Task details
Beginning with the first line of the data below, extract each line up to and including the one containing "audio backend. Backend". Copy them exactly and add nothing.
------------------------
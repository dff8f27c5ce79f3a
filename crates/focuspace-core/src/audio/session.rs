//! Background music playlist and end-of-phase chime.
//!
//! The manager is the only thing that talks to the audio backend. Backend
//! end-of-track callbacks never touch manager state directly: they post a
//! notice on a channel, and the owner applies notices with [`AudioSessionManager::pump`].
//! Each notice also wakes [`AudioSessionManager::notices`], so an async owner
//! can pump as soon as a track ends.
//!
//! Audio is best effort. Every backend error is logged here and never
//! returned; a track that fails to load or play is skipped as if it had
//! finished.

use std::sync::mpsc::{self, Receiver, Sender};
use std::sync::Arc;

use tokio::sync::Notify;
use tracing::{debug, info, warn};

use super::backend::{AudioBackend, PlaybackHandle, TrackEnd};
use crate::error::AudioError;
use crate::storage::AudioConfig;

#[derive(Debug)]
struct Notice {
    handle: PlaybackHandle,
    end: TrackEnd,
}

/// Volumes and the chime source used by the manager.
#[derive(Debug, Clone, PartialEq)]
pub struct AudioSettings {
    pub music_volume: f32,
    pub chime_volume: f32,
    pub chime_uri: String,
}

impl Default for AudioSettings {
    fn default() -> Self {
        Self::from(&AudioConfig::default())
    }
}

impl From<&AudioConfig> for AudioSettings {
    fn from(cfg: &AudioConfig) -> Self {
        Self {
            music_volume: cfg.music_volume,
            chime_volume: cfg.chime_volume,
            chime_uri: cfg.chime_uri.clone(),
        }
    }
}

pub struct AudioSessionManager {
    backend: Box<dyn AudioBackend>,
    settings: AudioSettings,
    playlist: Vec<String>,
    current_index: usize,
    handle: Option<PlaybackHandle>,
    paused: bool,
    /// Failed track ends since the last successful one.
    failures_in_a_row: usize,
    notices_tx: Sender<Notice>,
    notices_rx: Receiver<Notice>,
    /// Woken whenever a notice is posted.
    wake: Arc<Notify>,
}

impl AudioSessionManager {
    pub fn new(backend: Box<dyn AudioBackend>, settings: AudioSettings) -> Self {
        let (notices_tx, notices_rx) = mpsc::channel();
        Self {
            backend,
            settings,
            playlist: Vec::new(),
            current_index: 0,
            handle: None,
            paused: false,
            failures_in_a_row: 0,
            notices_tx,
            notices_rx,
            wake: Arc::new(Notify::new()),
        }
    }

    // ── Queries ──────────────────────────────────────────────────────

    /// A track is loaded and not paused.
    pub fn is_playing(&self) -> bool {
        self.handle.is_some() && !self.paused
    }

    pub fn is_paused(&self) -> bool {
        self.handle.is_some() && self.paused
    }

    pub fn handle(&self) -> Option<PlaybackHandle> {
        self.handle
    }

    pub fn current_index(&self) -> usize {
        self.current_index
    }

    pub fn playlist(&self) -> &[String] {
        &self.playlist
    }

    /// Signalled each time the backend reports a track end.
    ///
    /// An async owner waits on it and answers with [`Self::pump`], so the
    /// next track starts without waiting for anything else to happen.
    pub fn notices(&self) -> Arc<Notify> {
        Arc::clone(&self.wake)
    }

    pub fn current_track(&self) -> Option<&str> {
        if self.handle.is_none() {
            return None;
        }
        self.playlist.get(self.current_index).map(String::as_str)
    }

    // ── Commands ─────────────────────────────────────────────────────

    /// Bind `playlist` and start it from the first entry.
    ///
    /// Does nothing while music is actively playing. A paused playlist is
    /// replaced.
    pub fn play(&mut self, playlist: &[String]) {
        if self.is_playing() {
            debug!("play ignored, music already playing");
            return;
        }
        if playlist.is_empty() {
            warn!("play ignored, playlist is empty");
            return;
        }
        if self.handle.is_some() {
            self.stop();
        }
        self.playlist = playlist.to_vec();
        self.current_index = 0;
        self.failures_in_a_row = 0;
        info!(tracks = self.playlist.len(), "starting playlist");
        self.start_from(0, self.playlist.len());
    }

    pub fn pause(&mut self) {
        let Some(handle) = self.handle else {
            return;
        };
        if self.paused {
            return;
        }
        if let Err(e) = self.backend.pause(handle) {
            warn!(error = %e, "failed to pause music");
        }
        self.paused = true;
    }

    /// Continue a paused track where it stopped. No-op without one.
    pub fn resume(&mut self) {
        let Some(handle) = self.handle else {
            return;
        };
        if !self.paused {
            return;
        }
        self.paused = false;
        if let Err(e) = self.backend.resume(handle) {
            self.track_ended(handle, TrackEnd::Failed(e));
        }
    }

    /// Halt playback and clear the playlist. Idempotent.
    pub fn stop(&mut self) {
        if let Some(handle) = self.handle.take() {
            self.backend.stop(handle);
            info!("music stopped");
        }
        self.playlist.clear();
        self.current_index = 0;
        self.paused = false;
        self.failures_in_a_row = 0;
    }

    /// Play the end-of-phase chime over whatever else is playing.
    pub fn play_chime(&mut self) {
        let uri = self.settings.chime_uri.clone();
        let handle = match self.backend.load(&uri) {
            Ok(h) => h,
            Err(e) => {
                warn!(error = %e, "chime unavailable");
                return;
            }
        };
        self.backend.set_volume(handle, self.settings.chime_volume);
        if let Err(e) = self.backend.play(handle) {
            warn!(error = %e, "chime playback failed");
            self.backend.stop(handle);
        }
    }

    /// Mute or unmute every sound, music and chime alike.
    pub fn set_muted(&mut self, muted: bool) {
        self.backend
            .set_master_volume(if muted { 0.0 } else { 1.0 });
        info!(muted, "audio mute changed");
    }

    /// Apply track-end notices posted by the backend.
    ///
    /// Returns how many notices advanced the playlist.
    pub fn pump(&mut self) -> usize {
        let mut advanced = 0;
        while let Ok(notice) = self.notices_rx.try_recv() {
            if self.handle == Some(notice.handle) {
                self.track_ended(notice.handle, notice.end);
                advanced += 1;
            } else {
                debug!(handle = notice.handle.0, "ignoring end of inactive sound");
            }
        }
        advanced
    }

    // ── Internal ─────────────────────────────────────────────────────

    fn track_ended(&mut self, handle: PlaybackHandle, end: TrackEnd) {
        if self.handle != Some(handle) {
            return;
        }
        self.handle = None;
        self.paused = false;
        match end {
            TrackEnd::Finished => {
                self.failures_in_a_row = 0;
                debug!(index = self.current_index, "track finished");
            }
            TrackEnd::Failed(e) => {
                warn!(error = %e, index = self.current_index, "track failed, skipping");
                self.backend.stop(handle);
                self.failures_in_a_row += 1;
            }
        }
        if self.playlist.is_empty() {
            return;
        }
        if self.failures_in_a_row >= self.playlist.len() {
            warn!("every track in the playlist failed, stopping music");
            self.stop();
            return;
        }
        let next = (self.current_index + 1) % self.playlist.len();
        let budget = self.playlist.len() - self.failures_in_a_row;
        self.start_from(next, budget);
    }

    /// Start the first playable track at or after `index`, trying at most
    /// `attempts` entries.
    fn start_from(&mut self, mut index: usize, attempts: usize) {
        for _ in 0..attempts {
            self.current_index = index;
            let uri = self.playlist[index].clone();
            match self.start_track(&uri) {
                Ok(handle) => {
                    debug!(index, %uri, "track started");
                    self.handle = Some(handle);
                    self.paused = false;
                    return;
                }
                Err(e) => {
                    warn!(error = %e, %uri, "skipping unplayable track");
                    self.failures_in_a_row += 1;
                    index = (index + 1) % self.playlist.len();
                }
            }
        }
        warn!("no playable track in playlist, stopping music");
        self.stop();
    }

    fn start_track(&mut self, uri: &str) -> Result<PlaybackHandle, AudioError> {
        let handle = self.backend.load(uri)?;
        self.backend.set_volume(handle, self.settings.music_volume);
        let tx = self.notices_tx.clone();
        let wake = Arc::clone(&self.wake);
        self.backend.on_ended(
            handle,
            Box::new(move |end| {
                if tx.send(Notice { handle, end }).is_ok() {
                    wake.notify_one();
                }
            }),
        );
        if let Err(e) = self.backend.play(handle) {
            self.backend.stop(handle);
            return Err(e);
        }
        Ok(handle)
    }
}

impl Drop for AudioSessionManager {
    fn drop(&mut self) {
        self.stop();
    }
}
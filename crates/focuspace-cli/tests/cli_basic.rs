//! Basic CLI E2E tests.
//!
//! Tests invoke the built binary with HOME pointed at a temporary
//! directory, so config and preferences never touch the real profile.

use std::io::Write;
use std::path::Path;
use std::process::{Command, Stdio};

/// Run a CLI command and return (stdout, stderr, exit code).
fn run_cli(home: &Path, args: &[&str]) -> (String, String, i32) {
    run_cli_with_input(home, args, "")
}

fn run_cli_with_input(home: &Path, args: &[&str], input: &str) -> (String, String, i32) {
    let mut child = Command::new(env!("CARGO_BIN_EXE_focuspace"))
        .args(args)
        .env("HOME", home)
        .env_remove("FOCUSPACE_ENV")
        .env("RUST_LOG", "off")
        .stdin(Stdio::piped())
        .stdout(Stdio::piped())
        .stderr(Stdio::piped())
        .spawn()
        .expect("Failed to execute CLI command");

    child
        .stdin
        .take()
        .expect("stdin")
        .write_all(input.as_bytes())
        .expect("write stdin");
    let output = child.wait_with_output().expect("wait for CLI");

    let stdout = String::from_utf8_lossy(&output.stdout).to_string();
    let stderr = String::from_utf8_lossy(&output.stderr).to_string();
    let code = output.status.code().unwrap_or(-1);

    (stdout, stderr, code)
}

fn json(stdout: &str) -> serde_json::Value {
    serde_json::from_str(stdout).expect("valid JSON output")
}

#[test]
fn test_presets_lists_catalog() {
    let home = tempfile::tempdir().unwrap();
    let (stdout, _, code) = run_cli(home.path(), &["presets"]);
    assert_eq!(code, 0);

    let presets = json(&stdout);
    let ids: Vec<_> = presets
        .as_array()
        .unwrap()
        .iter()
        .map(|p| p["id"].as_str().unwrap().to_string())
        .collect();
    assert_eq!(ids, ["default_25_5", "default_52_17", "default_112_26"]);
    assert_eq!(presets[0]["focus_secs"], 1500);
    assert_eq!(presets[0]["rest_secs"], 300);
}

#[test]
fn test_tracks_and_effects() {
    let home = tempfile::tempdir().unwrap();
    let (stdout, _, code) = run_cli(home.path(), &["tracks"]);
    assert_eq!(code, 0);
    assert_eq!(json(&stdout).as_array().unwrap().len(), 9);

    let (stdout, _, code) = run_cli(home.path(), &["effects"]);
    assert_eq!(code, 0);
    let effects = json(&stdout);
    assert_eq!(effects[0]["id"], "weather_sun_01");
    assert_eq!(effects.as_array().unwrap().len(), 3);
}

#[test]
fn test_config_get_set() {
    let home = tempfile::tempdir().unwrap();
    let (stdout, _, code) = run_cli(home.path(), &["config", "get", "timer.default_preset"]);
    assert_eq!(code, 0);
    assert_eq!(stdout.trim(), "default_25_5");

    let (_, _, code) = run_cli(home.path(), &["config", "set", "audio.muted", "true"]);
    assert_eq!(code, 0);
    let (stdout, _, _) = run_cli(home.path(), &["config", "get", "audio.muted"]);
    assert_eq!(stdout.trim(), "true");

    let (_, stderr, code) = run_cli(home.path(), &["config", "get", "audio.nope"]);
    assert_eq!(code, 1);
    assert!(stderr.contains("error:"), "{stderr}");
}

#[test]
fn test_prefs_round_trip() {
    let home = tempfile::tempdir().unwrap();
    let (_, _, code) = run_cli(
        home.path(),
        &["prefs", "set-duration", "--user", "u1", "default_52_17"],
    );
    assert_eq!(code, 0);
    let (_, _, code) = run_cli(home.path(), &["prefs", "set-track", "--user", "u1", "7"]);
    assert_eq!(code, 0);

    let (stdout, _, code) = run_cli(home.path(), &["prefs", "get", "--user", "u1"]);
    assert_eq!(code, 0);
    let prefs = json(&stdout);
    assert_eq!(prefs["duration_id"], "default_52_17");
    assert_eq!(prefs["music_track_id"], "7");
    assert!(prefs["visual_effect_id"].is_null());
}

#[test]
fn test_prefs_rejects_unknown_ids() {
    let home = tempfile::tempdir().unwrap();
    let (_, stderr, code) = run_cli(
        home.path(),
        &["prefs", "set-duration", "--user", "u1", "default_1_1"],
    );
    assert_eq!(code, 1);
    assert!(stderr.contains("default_1_1"), "{stderr}");
}

#[test]
fn test_run_session_commands() {
    let home = tempfile::tempdir().unwrap();
    let (stdout, _, code) = run_cli_with_input(
        home.path(),
        &["run", "--duration", "default_52_17"],
        "status\ntoggle\nstatus\nquit\n",
    );
    assert_eq!(code, 0);

    let lines: Vec<serde_json::Value> = stdout
        .lines()
        .filter(|l| !l.trim().is_empty())
        .map(|l| serde_json::from_str(l).expect("JSON line"))
        .collect();
    assert_eq!(lines[0]["type"], "DurationChanged");
    assert_eq!(lines[1]["remaining_secs"], 3120);
    assert_eq!(lines[1]["title"], "Focuspace");
    assert_eq!(lines[2]["type"], "TimerStarted");
    assert_eq!(lines[3]["running"], true);
}

#[test]
fn test_run_uses_saved_preferences() {
    let home = tempfile::tempdir().unwrap();
    run_cli(
        home.path(),
        &["prefs", "set-effect", "--user", "u1", "weather_snow_01"],
    );

    let (stdout, _, code) =
        run_cli_with_input(home.path(), &["run", "--user", "u1"], "status\n");
    assert_eq!(code, 0);
    let view = json(stdout.trim());
    assert_eq!(view["effect_id"], "weather_snow_01");
    assert_eq!(view["preset_id"], "default_25_5");
}
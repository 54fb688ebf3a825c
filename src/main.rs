//! FileHeap server — file metadata service over object storage.
//!
//! Main entry point that wires all crates together and starts the server.

use std::sync::Arc;
use std::time::Duration;

use tracing_subscriber::{EnvFilter, fmt};

use fileheap_core::config::AppConfig;
use fileheap_core::error::AppError;
use fileheap_core::traits::object_store::ObjectStore;
use fileheap_core::traits::token_validator::TokenValidator;

#[tokio::main]
async fn main() {
    let env = std::env::var("FILEHEAP_ENV").unwrap_or_else(|_| "development".to_string());

    let config = match AppConfig::load(&env) {
        Ok(c) => c,
        Err(e) => {
            eprintln!("Failed to load configuration: {e}");
            std::process::exit(1);
        }
    };

    init_logging(&config);

    if let Err(e) = run(config).await {
        tracing::error!("Server error: {e}");
        std::process::exit(1);
    }
}

/// Initialize tracing/logging.
fn init_logging(config: &AppConfig) {
    let filter =
        EnvFilter::try_from_default_env().unwrap_or_else(|_| EnvFilter::new(&config.logging.level));

    match config.logging.format.as_str() {
        "json" => {
            fmt().json().with_env_filter(filter).with_target(true).init();
        }
        _ => {
            fmt()
                .pretty()
                .with_env_filter(filter)
                .with_target(true)
                .init();
        }
    }
}

/// Main server run function.
async fn run(config: AppConfig) -> Result<(), AppError> {
    tracing::info!("Starting FileHeap v{}", env!("CARGO_PKG_VERSION"));

    // ── Step 1: Database connection + migrations ─────────────────
    let db = fileheap_database::DatabasePool::connect(&config.database).await?;
    fileheap_database::migration::run_migrations(db.pool()).await?;
    db.health_check().await?;

    // ── Step 2: Object store ─────────────────────────────────────
    let objects: Arc<dyn ObjectStore> = match config.storage.provider.as_str() {
        "memory" => Arc::new(fileheap_storage::InMemoryObjectStore::new(
            config.storage.bucket.clone(),
        )),
        _ => Arc::new(fileheap_storage::S3ObjectStore::new(&config.storage).await?),
    };
    tracing::info!(provider = objects.provider_type(), "Object store initialized");

    // The bucket may come up after us; log instead of refusing to start.
    if let Err(e) = objects.health_check().await {
        tracing::warn!(error = %e, "Object store is not reachable yet");
    }

    // ── Step 3: Auth client ──────────────────────────────────────
    let token_validator: Arc<dyn TokenValidator> =
        Arc::new(fileheap_auth::RemoteTokenValidator::new(&config.auth)?);

    // ── Step 4: Repositories & services ──────────────────────────
    let file_repo = Arc::new(fileheap_database::FileRepository::new(db.pool().clone()));
    let file_service = Arc::new(fileheap_service::FileService::new(
        file_repo,
        Arc::clone(&objects),
        Duration::from_secs(config.storage.presign_ttl_seconds),
    ));

    // ── Step 5: Build and start HTTP server ──────────────────────
    let addr = format!("{}:{}", config.server.host, config.server.port);
    let state = fileheap_api::AppState {
        config: Arc::new(config),
        token_validator,
        file_service,
    };
    let app = fileheap_api::build_router(state);

    let listener = tokio::net::TcpListener::bind(&addr)
        .await
        .map_err(|e| AppError::internal(format!("Failed to bind {addr}: {e}")))?;

    tracing::info!("FileHeap server listening on {addr}");

    axum::serve(listener, app)
        .with_graceful_shutdown(shutdown_signal())
        .await
        .map_err(|e| AppError::internal(format!("Server error: {e}")))?;

    db.close().await;
    tracing::info!("FileHeap server shut down gracefully");
    Ok(())
}

/// Wait for shutdown signal (Ctrl+C or SIGTERM).
async fn shutdown_signal() {
    let ctrl_c = async {
        tokio::signal::ctrl_c()
            .await
            .expect("Failed to install Ctrl+C handler");
    };

    #[cfg(unix)]
    let terminate = async {
        tokio::signal::unix::signal(tokio::signal::unix::SignalKind::terminate())
            .expect("Failed to install SIGTERM handler")
            .recv()
            .await;
    };

    #[cfg(not(unix))]
    let terminate = std::future::pending::<()>();

    tokio::select! {
        _ = ctrl_c => {},
        _ = terminate => {},
    }
}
------------------------
Solution to this task
repository dff8f27c5ce79f3a
filename crates/focuspace-core/src/audio/session.rs
//! Background music playlist and end-of-phase chime.
//!
//! The manager is the only thing that talks to the audio backend. Backend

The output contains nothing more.